Slimmer, Trimmer US Army Land Warrior System Moves Ahead

A couple of years ago, it looked like the Land Warrior program was dead due to soldiers’ concerns that the equipment was too heavy and complex. However, after trimming down the system from 17 pounds to 7.2 pounds, the Army is moving ahead with the program.

While those efforts are underway, the US Army still owns more than 900 Land Warrior ensembles, 300 vehicle-integration kits, and related equipment as of October 2009. Now, a new set of contracts enables General Dynamics’ field service engineers to deploy with all Land Warrior-equipped units and provide support for housing, repairing and shipping spare and replacement Land Warrior gear worldwide.

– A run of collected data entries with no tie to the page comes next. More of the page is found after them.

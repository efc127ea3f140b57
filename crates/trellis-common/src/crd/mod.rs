//! Custom Resource Definitions for Trellis
//!
//! `inference_service` defines the CRDs this operator owns. `networking`
//! holds typed bindings for the foreign CRDs it writes (Gateway API routes,
//! inference pools, LeaderWorkerSets) whose definitions are installed by
//! their own projects.

mod inference_service;
pub mod networking;

pub use inference_service::{
    merge_specs, BaseRef, Criticality, GatewayRef, GatewaySpec, ModelSpec, ParallelismSpec,
    PoolMigration, RouteSpec, RouterSpec, SchedulerConfigRef, SchedulerConfigSpec, SchedulerSpec,
    StorageInitializerSpec, TrellisInferenceConfig, TrellisInferenceConfigSpec,
    TrellisInferenceService, TrellisInferenceServiceSpec, TrellisInferenceServiceStatus,
    WorkloadSpec, CONDITION_MAIN_WORKLOAD_READY, CONDITION_PREFILL_WORKLOAD_READY,
    CONDITION_READY, CONDITION_ROUTER_READY, CONDITION_SCHEDULER_READY,
};
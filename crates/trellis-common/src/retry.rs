//! Retry utilities with exponential backoff and jitter.
//!
//! General-purpose retry for async operations that fail transiently. Used
//! for status patches and other writes that race with concurrent updaters.
//! Jitter avoids thundering-herd behavior when many instances requeue at
//! the same moment.
//!
//! # Example
//!
//! ```ignore
//! use trellis_common::retry::{retry_with_backoff, RetryConfig};
//!
//! let result = retry_with_backoff(
//!     &RetryConfig::with_max_attempts(5),
//!     "patch_status",
//!     || async { patch_instance_status(&client, &instance).await },
//! ).await?;
//! ```

use std::time::Duration;

use rand::Rng;
use tracing::{error, warn};

/// Configuration for operations that may fail transiently.
#[derive(Clone, Debug)]
pub struct RetryConfig {
    /// Maximum number of retry attempts (0 = infinite)
    pub max_attempts: u32,
    /// Initial delay between retries
    pub initial_delay: Duration,
    /// Maximum delay between retries
    pub max_delay: Duration,
    /// Multiplier for exponential backoff
    pub backoff_multiplier: f64,
}

impl Default for RetryConfig {
    fn default() -> Self {
        Self {
            max_attempts: 0, // infinite
            initial_delay: Duration::from_millis(100),
            max_delay: Duration::from_secs(30),
            backoff_multiplier: 2.0,
        }
    }
}

impl RetryConfig {
    /// Create a config with a maximum number of attempts
    pub fn with_max_attempts(attempts: u32) -> Self {
        Self {
            max_attempts: attempts,
            ..Default::default()
        }
    }
}

/// Execute an async operation with exponential backoff and jitter.
///
/// Retries indefinitely (or up to max_attempts if set) until success.
///
/// # Arguments
/// * `config` - Retry configuration
/// * `operation_name` - Name for logging purposes
/// * `operation` - The async operation to retry
///
/// # Returns
/// The result of the operation, or the last error if max_attempts is exhausted.
pub async fn retry_with_backoff<F, Fut, T, E>(
    config: &RetryConfig,
    operation_name: &str,
    mut operation: F,
) -> Result<T, E>
where
    F: FnMut() -> Fut,
    Fut: std::future::Future<Output = Result<T, E>>,
    E: std::fmt::Display,
{
    let mut attempt = 0u32;
    let mut delay = config.initial_delay;

    loop {
        attempt += 1;

        match operation().await {
            Ok(result) => return Ok(result),
            Err(e) => {
                if config.max_attempts > 0 && attempt >= config.max_attempts {
                    error!(
                        operation = %operation_name,
                        attempt = attempt,
                        error = %e,
                        "Operation failed after max retries"
                    );
                    return Err(e);
                }

                // Jitter: 0.5x to 1.5x of the delay
                let jitter = rand::thread_rng().gen_range(0.5..1.5);
                let jittered_delay = Duration::from_secs_f64(delay.as_secs_f64() * jitter);

                warn!(
                    operation = %operation_name,
                    attempt = attempt,
                    error = %e,
                    delay_ms = jittered_delay.as_millis(),
                    "Operation failed, retrying"
                );

                tokio::time::sleep(jittered_delay).await;

                // Exponential backoff, capped at max_delay
                delay = Duration::from_secs_f64(
                    (delay.as_secs_f64() * config.backoff_multiplier)
                        .min(config.max_delay.as_secs_f64()),
                );
            }
        }
    }
}
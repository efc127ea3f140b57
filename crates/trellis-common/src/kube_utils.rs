//! Shared Kubernetes utilities using kube-rs
//!
//! Child naming, controller ownership, condition bookkeeping, and status
//! patching used by every Trellis sub-reconciler.

use k8s_openapi::apimachinery::pkg::apis::meta::v1::{Condition, ObjectMeta, OwnerReference, Time};
use kube::api::{Api, Patch, PatchParams};
use kube::{Client, Resource};
use std::collections::BTreeMap;

// =============================================================================
// Child naming
// =============================================================================

/// Maximum length of a DNS-1123 label, the limit for most resource names.
const MAX_NAME_LEN: usize = 63;

/// Compute a deterministic hash of the input string, returning a 16-char hex digest.
///
/// Uses truncated SHA-256 for stability across Rust toolchain versions.
/// `DefaultHasher` is NOT guaranteed stable across Rust releases, so this
/// function must be used whenever the hash is persisted (names, annotations).
pub fn deterministic_hash(input: &str) -> String {
    use aws_lc_rs::digest;
    let hash = digest::digest(&digest::SHA256, input.as_bytes());
    hash.as_ref()[..8]
        .iter()
        .fold(String::with_capacity(16), |mut s, b| {
            use std::fmt::Write;
            let _ = write!(s, "{:02x}", b);
            s
        })
}

/// Derive a child resource name from its parent's name and a fixed suffix.
///
/// `base + suffix` is used directly when it fits in a DNS label. Longer
/// names are shortened deterministically: the base is truncated and an
/// 8-char hash of the full base is inserted so distinct parents can never
/// collide after truncation.
pub fn child_name(base: &str, suffix: &str) -> String {
    if base.len() + suffix.len() <= MAX_NAME_LEN {
        return format!("{}{}", base, suffix);
    }
    let hash = deterministic_hash(base);
    let short_hash = &hash[..8];
    // prefix + "-" + hash8 + suffix == 63
    let keep = MAX_NAME_LEN - suffix.len() - short_hash.len() - 1;
    format!("{}-{}{}", &base[..keep], short_hash, suffix)
}

// =============================================================================
// Ownership
// =============================================================================

/// Find the controller owner reference on a resource, if any.
pub fn controller_of(meta: &ObjectMeta) -> Option<&OwnerReference> {
    meta.owner_references
        .as_ref()?
        .iter()
        .find(|r| r.controller == Some(true))
}

/// Check whether `meta` is controlled by the given owner.
///
/// Matches by UID when both sides carry one; falls back to kind + name so
/// tests can build owners without server-assigned UIDs.
pub fn is_controlled_by<O>(meta: &ObjectMeta, owner: &O) -> bool
where
    O: Resource<DynamicType = ()>,
{
    let Some(controller) = controller_of(meta) else {
        return false;
    };
    if let (Some(owner_uid), uid) = (owner.meta().uid.as_deref(), controller.uid.as_str()) {
        if !uid.is_empty() {
            return owner_uid == uid;
        }
    }
    controller.kind == O::kind(&()).as_ref()
        && Some(controller.name.as_str()) == owner.meta().name.as_deref()
}

/// Build the standard metadata for a managed child resource.
///
/// Attaches the controller owner reference plus the labels that tie the
/// child back to its instance (`app.kubernetes.io/name`, `part-of`, and
/// the component label).
pub fn child_metadata<O>(owner: &O, name: &str, component: &str) -> ObjectMeta
where
    O: Resource<DynamicType = ()>,
{
    let owner_name = owner.meta().name.clone().unwrap_or_default();
    let mut labels = BTreeMap::new();
    labels.insert(crate::LABEL_NAME.to_string(), owner_name);
    labels.insert(crate::LABEL_COMPONENT.to_string(), component.to_string());
    labels.insert(
        crate::LABEL_PART_OF.to_string(),
        crate::PART_OF_VALUE.to_string(),
    );
    ObjectMeta {
        name: Some(name.to_string()),
        namespace: owner.meta().namespace.clone(),
        labels: Some(labels),
        owner_references: owner.controller_owner_ref(&()).map(|r| vec![r]),
        ..Default::default()
    }
}

// =============================================================================
// Conditions
// =============================================================================

/// The "Available" condition type reported by Deployments and LeaderWorkerSets
pub const CONDITION_AVAILABLE: &str = "Available";
/// The "True" status value for conditions
pub const STATUS_TRUE: &str = "True";
/// The "False" status value for conditions
pub const STATUS_FALSE: &str = "False";

/// Trait for types that have condition-like fields (type and status)
pub trait HasConditionFields {
    /// Get the condition type field value
    fn type_field(&self) -> &str;
    /// Get the condition status field value
    fn status_field(&self) -> &str;
}

impl HasConditionFields for k8s_openapi::api::apps::v1::DeploymentCondition {
    fn type_field(&self) -> &str {
        &self.type_
    }
    fn status_field(&self) -> &str {
        &self.status
    }
}

impl HasConditionFields for Condition {
    fn type_field(&self) -> &str {
        &self.type_
    }
    fn status_field(&self) -> &str {
        &self.status
    }
}

/// Check if a condition of the given type has status "True"
pub fn has_condition<T>(conditions: Option<&[T]>, condition_type: &str) -> bool
where
    T: HasConditionFields,
{
    conditions
        .map(|conds| {
            conds
                .iter()
                .any(|c| c.type_field() == condition_type && c.status_field() == STATUS_TRUE)
        })
        .unwrap_or(false)
}

/// Build a metav1 Condition with the current timestamp.
pub fn new_condition(
    condition_type: &str,
    status: bool,
    reason: &str,
    message: &str,
    observed_generation: Option<i64>,
) -> Condition {
    Condition {
        type_: condition_type.to_string(),
        status: if status { STATUS_TRUE } else { STATUS_FALSE }.to_string(),
        reason: reason.to_string(),
        message: message.to_string(),
        observed_generation,
        last_transition_time: Time(chrono::Utc::now()),
    }
}

/// Upsert a condition by type.
///
/// The transition timestamp only moves when the status actually changes;
/// reason/message/observedGeneration refresh either way. Matches the
/// apimachinery `SetStatusCondition` contract so `kubectl wait` behaves.
pub fn set_condition(conditions: &mut Vec<Condition>, new: Condition) {
    match conditions.iter_mut().find(|c| c.type_ == new.type_) {
        Some(existing) => {
            let transition_time = if existing.status == new.status {
                existing.last_transition_time.clone()
            } else {
                new.last_transition_time.clone()
            };
            *existing = Condition {
                last_transition_time: transition_time,
                ..new
            };
        }
        None => conditions.push(new),
    }
}

/// Find a condition by type.
pub fn find_condition<'a>(conditions: &'a [Condition], condition_type: &str) -> Option<&'a Condition> {
    conditions.iter().find(|c| c.type_ == condition_type)
}

// =============================================================================
// Status patching
// =============================================================================

/// Patch the status sub-resource of a namespaced Kubernetes resource.
///
/// Serializes `status` into `{ "status": <status> }` and applies it via
/// merge-patch. Returns `kube::Error` so callers can map to their own
/// error type.
pub async fn patch_resource_status<T>(
    client: &Client,
    name: &str,
    namespace: &str,
    status: &impl serde::Serialize,
    field_manager: &str,
) -> std::result::Result<(), kube::Error>
where
    T: Resource<Scope = k8s_openapi::NamespaceResourceScope>
        + Clone
        + serde::de::DeserializeOwned
        + std::fmt::Debug,
    <T as Resource>::DynamicType: Default,
{
    let api: Api<T> = Api::namespaced(client.clone(), namespace);
    let patch = serde_json::json!({ "status": status });
    api.patch_status(name, &PatchParams::apply(field_manager), &Patch::Merge(&patch))
        .await?;
    Ok(())
}

/// Merge-patch a single metadata annotation on a namespaced resource.
///
/// Used for controller-owned out-of-band state (the pool-migration flag)
/// where a full spec update would fight the user's own writes.
pub async fn patch_annotation<T>(
    client: &Client,
    name: &str,
    namespace: &str,
    key: &str,
    value: &str,
    field_manager: &str,
) -> std::result::Result<(), kube::Error>
where
    T: Resource<Scope = k8s_openapi::NamespaceResourceScope>
        + Clone
        + serde::de::DeserializeOwned
        + std::fmt::Debug,
    <T as Resource>::DynamicType: Default,
{
    let api: Api<T> = Api::namespaced(client.clone(), namespace);
    let patch = serde_json::json!({
        "metadata": { "annotations": { key: value } }
    });
    api.patch(name, &PatchParams::apply(field_manager), &Patch::Merge(&patch))
        .await?;
    Ok(())
}

#[cfg(test)]
mod tests {
    use super::*;
    use k8s_openapi::api::apps::v1::DeploymentCondition;

    #[test]
    fn short_names_pass_through() {
        assert_eq!(child_name("llama", "-workload"), "llama-workload");
        assert_eq!(child_name("llama", "-mn"), "llama-mn");
    }

    #[test]
    fn long_names_are_shortened_to_dns_limit() {
        let base = "a".repeat(80);
        let name = child_name(&base, "-workload-prefill");
        assert!(name.len() <= 63, "{} is too long", name.len());
        assert!(name.ends_with("-workload-prefill"));
    }

    #[test]
    fn shortened_names_are_deterministic_and_distinct() {
        let base_a = format!("{}a", "x".repeat(79));
        let base_b = format!("{}b", "x".repeat(79));
        assert_eq!(child_name(&base_a, "-pool"), child_name(&base_a, "-pool"));
        // Same truncation prefix, different hash
        assert_ne!(child_name(&base_a, "-pool"), child_name(&base_b, "-pool"));
    }

    #[test]
    fn deterministic_hash_is_stable() {
        assert_eq!(deterministic_hash("abc"), deterministic_hash("abc"));
        assert_eq!(deterministic_hash("abc").len(), 16);
        assert_ne!(deterministic_hash("abc"), deterministic_hash("abd"));
    }

    #[test]
    fn has_condition_checks_type_and_status() {
        let conditions = vec![DeploymentCondition {
            type_: "Available".to_string(),
            status: "True".to_string(),
            ..Default::default()
        }];
        assert!(has_condition(Some(&conditions[..]), CONDITION_AVAILABLE));
        assert!(!has_condition(Some(&conditions[..]), "Progressing"));
        assert!(!has_condition::<DeploymentCondition>(None, CONDITION_AVAILABLE));
    }

    #[test]
    fn set_condition_preserves_transition_time_when_status_unchanged() {
        let mut conditions = Vec::new();
        set_condition(
            &mut conditions,
            new_condition("Ready", true, "AllReady", "", Some(1)),
        );
        let first_transition = conditions[0].last_transition_time.clone();

        // Same status, newer generation: timestamp must not move
        set_condition(
            &mut conditions,
            new_condition("Ready", true, "AllReady", "", Some(2)),
        );
        assert_eq!(conditions.len(), 1);
        assert_eq!(conditions[0].last_transition_time, first_transition);
        assert_eq!(conditions[0].observed_generation, Some(2));

        // Status flip: timestamp moves
        set_condition(
            &mut conditions,
            new_condition("Ready", false, "Stopped", "stop annotation set", Some(3)),
        );
        assert_eq!(conditions[0].status, STATUS_FALSE);
        assert_eq!(conditions[0].reason, "Stopped");
    }

    #[test]
    fn set_condition_appends_new_types() {
        let mut conditions = Vec::new();
        set_condition(
            &mut conditions,
            new_condition("MainWorkloadReady", true, "Available", "", None),
        );
        set_condition(
            &mut conditions,
            new_condition("RouterReady", true, "RouteReady", "", None),
        );
        assert_eq!(conditions.len(), 2);
        assert!(find_condition(&conditions, "RouterReady").is_some());
        assert!(find_condition(&conditions, "SchedulerReady").is_none());
    }

    #[test]
    fn controller_of_requires_controller_flag() {
        let meta = ObjectMeta {
            owner_references: Some(vec![OwnerReference {
                api_version: "trellis.dev/v1alpha1".to_string(),
                kind: "TrellisInferenceService".to_string(),
                name: "llama".to_string(),
                uid: "abc-123".to_string(),
                controller: Some(false),
                ..Default::default()
            }]),
            ..Default::default()
        };
        assert!(controller_of(&meta).is_none());
    }
}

Land Warrior uses computers, wireless communication, and global positioning technologies to link soldiers digitally on the battlefield. The Land Warrior system provides soliders with situational awareness, maps and imagery, and voice and text messaging capabilities. The system can store more than 600 images including photographs of targets and locations. The soldier views the maps and imagery through the helmet-mounted display, which is pulled down over one eye when needed. Each soldier wearing the system is represented by an icon on the map. Using drop-down menus, commanders can place virtual icons onto a map identifying known enemy locations or other information.
The Ground Soldier System will be one of the first systems to go through the new DoD process of competition in prototype. A total of 3 contracts were awarded, with limited-user tests planned for fall 2010. After the limited-user tests are complete, one or two developers will be chosen, and the system will go into low rate initial production and then do another operational test. The system is planned for fielding in 2012 to infantry brigade combat teams.